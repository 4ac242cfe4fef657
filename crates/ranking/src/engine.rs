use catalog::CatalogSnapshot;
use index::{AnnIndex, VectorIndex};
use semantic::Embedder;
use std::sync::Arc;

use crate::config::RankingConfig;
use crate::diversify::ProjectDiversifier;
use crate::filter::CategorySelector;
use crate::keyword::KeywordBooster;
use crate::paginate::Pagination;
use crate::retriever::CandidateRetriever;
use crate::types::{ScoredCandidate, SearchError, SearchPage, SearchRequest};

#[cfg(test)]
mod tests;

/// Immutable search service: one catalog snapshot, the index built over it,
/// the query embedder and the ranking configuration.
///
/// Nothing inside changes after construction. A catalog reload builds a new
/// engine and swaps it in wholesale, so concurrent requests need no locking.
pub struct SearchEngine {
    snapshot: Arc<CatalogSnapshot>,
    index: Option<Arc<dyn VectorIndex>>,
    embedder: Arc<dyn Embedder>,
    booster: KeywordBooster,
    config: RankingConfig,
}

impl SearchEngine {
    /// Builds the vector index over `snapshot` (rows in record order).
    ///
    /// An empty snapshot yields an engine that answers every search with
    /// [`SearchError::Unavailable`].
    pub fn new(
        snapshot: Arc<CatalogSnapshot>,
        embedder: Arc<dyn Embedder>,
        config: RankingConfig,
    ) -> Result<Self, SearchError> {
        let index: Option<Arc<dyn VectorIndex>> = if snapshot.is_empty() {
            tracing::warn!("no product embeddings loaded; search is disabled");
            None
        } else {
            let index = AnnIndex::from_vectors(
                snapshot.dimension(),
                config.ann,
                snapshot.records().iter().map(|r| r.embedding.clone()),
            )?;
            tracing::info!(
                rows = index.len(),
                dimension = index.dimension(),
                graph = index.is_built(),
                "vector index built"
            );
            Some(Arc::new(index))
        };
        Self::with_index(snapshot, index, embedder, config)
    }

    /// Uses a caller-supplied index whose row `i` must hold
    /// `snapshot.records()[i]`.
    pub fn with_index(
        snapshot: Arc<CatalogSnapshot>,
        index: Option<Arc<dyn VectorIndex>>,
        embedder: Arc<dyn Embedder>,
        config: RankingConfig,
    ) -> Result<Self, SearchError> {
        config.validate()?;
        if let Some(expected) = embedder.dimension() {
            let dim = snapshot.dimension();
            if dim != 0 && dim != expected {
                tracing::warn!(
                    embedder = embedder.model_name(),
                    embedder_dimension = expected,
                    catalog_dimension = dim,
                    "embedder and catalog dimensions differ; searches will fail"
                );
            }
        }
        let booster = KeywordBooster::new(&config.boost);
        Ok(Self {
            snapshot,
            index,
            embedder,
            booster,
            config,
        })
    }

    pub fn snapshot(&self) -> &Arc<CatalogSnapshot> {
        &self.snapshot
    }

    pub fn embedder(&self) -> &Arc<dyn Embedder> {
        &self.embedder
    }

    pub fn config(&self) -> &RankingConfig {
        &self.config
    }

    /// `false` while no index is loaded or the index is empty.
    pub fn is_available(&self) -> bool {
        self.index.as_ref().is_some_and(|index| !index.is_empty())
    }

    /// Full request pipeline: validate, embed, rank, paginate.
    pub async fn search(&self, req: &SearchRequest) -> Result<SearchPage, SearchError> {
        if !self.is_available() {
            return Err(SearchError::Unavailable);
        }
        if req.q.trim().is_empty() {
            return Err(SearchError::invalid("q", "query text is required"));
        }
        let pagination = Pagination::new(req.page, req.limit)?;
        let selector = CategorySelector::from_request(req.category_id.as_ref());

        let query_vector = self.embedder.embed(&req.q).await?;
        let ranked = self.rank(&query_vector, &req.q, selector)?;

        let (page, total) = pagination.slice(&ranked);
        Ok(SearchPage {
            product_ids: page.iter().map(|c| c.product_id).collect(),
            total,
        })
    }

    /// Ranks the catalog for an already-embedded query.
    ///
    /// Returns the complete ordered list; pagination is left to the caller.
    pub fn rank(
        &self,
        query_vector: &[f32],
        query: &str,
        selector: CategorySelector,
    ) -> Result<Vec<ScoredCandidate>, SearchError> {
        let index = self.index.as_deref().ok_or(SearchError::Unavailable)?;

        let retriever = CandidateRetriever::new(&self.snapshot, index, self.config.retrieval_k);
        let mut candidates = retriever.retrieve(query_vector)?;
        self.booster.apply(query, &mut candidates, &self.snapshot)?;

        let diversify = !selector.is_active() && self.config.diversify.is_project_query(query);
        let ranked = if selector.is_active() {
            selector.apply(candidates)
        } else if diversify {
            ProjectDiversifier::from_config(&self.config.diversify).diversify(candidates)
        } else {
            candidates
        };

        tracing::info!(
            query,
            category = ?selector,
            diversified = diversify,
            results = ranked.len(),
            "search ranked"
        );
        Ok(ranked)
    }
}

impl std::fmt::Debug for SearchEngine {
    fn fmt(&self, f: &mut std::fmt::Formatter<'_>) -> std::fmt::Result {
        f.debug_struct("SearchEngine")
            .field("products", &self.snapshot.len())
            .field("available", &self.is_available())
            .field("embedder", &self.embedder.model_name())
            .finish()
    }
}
********************
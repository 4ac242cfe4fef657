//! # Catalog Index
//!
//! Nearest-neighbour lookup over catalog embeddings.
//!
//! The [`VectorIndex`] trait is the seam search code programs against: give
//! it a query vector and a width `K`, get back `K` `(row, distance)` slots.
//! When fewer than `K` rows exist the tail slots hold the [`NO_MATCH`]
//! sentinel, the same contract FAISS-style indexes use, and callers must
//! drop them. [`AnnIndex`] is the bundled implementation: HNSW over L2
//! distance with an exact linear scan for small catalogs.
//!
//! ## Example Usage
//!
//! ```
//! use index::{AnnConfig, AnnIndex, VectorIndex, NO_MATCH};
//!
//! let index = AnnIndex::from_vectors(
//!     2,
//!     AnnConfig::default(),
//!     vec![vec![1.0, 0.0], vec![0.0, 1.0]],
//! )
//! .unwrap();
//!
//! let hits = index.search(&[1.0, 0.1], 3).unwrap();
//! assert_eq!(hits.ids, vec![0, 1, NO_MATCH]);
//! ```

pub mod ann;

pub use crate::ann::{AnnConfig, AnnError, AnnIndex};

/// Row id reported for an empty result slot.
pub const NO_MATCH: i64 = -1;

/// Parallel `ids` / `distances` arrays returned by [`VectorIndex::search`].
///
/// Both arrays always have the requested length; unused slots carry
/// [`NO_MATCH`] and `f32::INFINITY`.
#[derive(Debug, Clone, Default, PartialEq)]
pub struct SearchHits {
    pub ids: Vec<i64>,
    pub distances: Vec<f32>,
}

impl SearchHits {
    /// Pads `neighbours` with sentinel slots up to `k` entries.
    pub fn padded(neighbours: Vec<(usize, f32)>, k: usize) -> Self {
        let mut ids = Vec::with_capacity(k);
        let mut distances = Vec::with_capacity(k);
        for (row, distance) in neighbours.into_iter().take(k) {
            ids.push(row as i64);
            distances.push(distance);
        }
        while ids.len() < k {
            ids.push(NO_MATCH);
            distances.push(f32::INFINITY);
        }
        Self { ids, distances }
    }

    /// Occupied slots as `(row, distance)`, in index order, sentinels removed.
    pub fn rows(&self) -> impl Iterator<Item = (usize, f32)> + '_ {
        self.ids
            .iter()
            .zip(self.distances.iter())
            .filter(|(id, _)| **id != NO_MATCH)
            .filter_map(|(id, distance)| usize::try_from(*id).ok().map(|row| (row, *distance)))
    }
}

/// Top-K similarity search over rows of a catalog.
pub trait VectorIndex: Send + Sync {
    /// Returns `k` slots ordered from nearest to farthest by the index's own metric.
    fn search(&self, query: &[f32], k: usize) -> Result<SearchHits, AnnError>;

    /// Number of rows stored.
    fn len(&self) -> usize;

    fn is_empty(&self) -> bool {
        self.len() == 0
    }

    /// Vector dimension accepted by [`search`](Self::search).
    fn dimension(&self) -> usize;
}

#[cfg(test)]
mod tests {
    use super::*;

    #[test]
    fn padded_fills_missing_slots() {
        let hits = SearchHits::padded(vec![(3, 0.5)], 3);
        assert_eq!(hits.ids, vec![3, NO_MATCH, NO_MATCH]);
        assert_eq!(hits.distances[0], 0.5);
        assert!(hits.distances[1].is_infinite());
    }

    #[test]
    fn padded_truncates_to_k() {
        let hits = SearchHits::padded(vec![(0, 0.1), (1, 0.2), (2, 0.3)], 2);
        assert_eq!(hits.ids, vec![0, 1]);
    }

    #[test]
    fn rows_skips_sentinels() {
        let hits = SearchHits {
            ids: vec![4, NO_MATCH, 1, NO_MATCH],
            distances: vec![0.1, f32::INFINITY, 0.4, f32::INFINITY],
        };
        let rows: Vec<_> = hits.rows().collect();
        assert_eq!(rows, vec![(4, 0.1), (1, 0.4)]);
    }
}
********************
**ACTION ITEM**
Within the entries above, find the string "push" and return each line that holds it.

**REPLY**
            ids.push(row as i64);
            distances.push(distance);
            ids.push(NO_MATCH);
            distances.push(f32::INFINITY);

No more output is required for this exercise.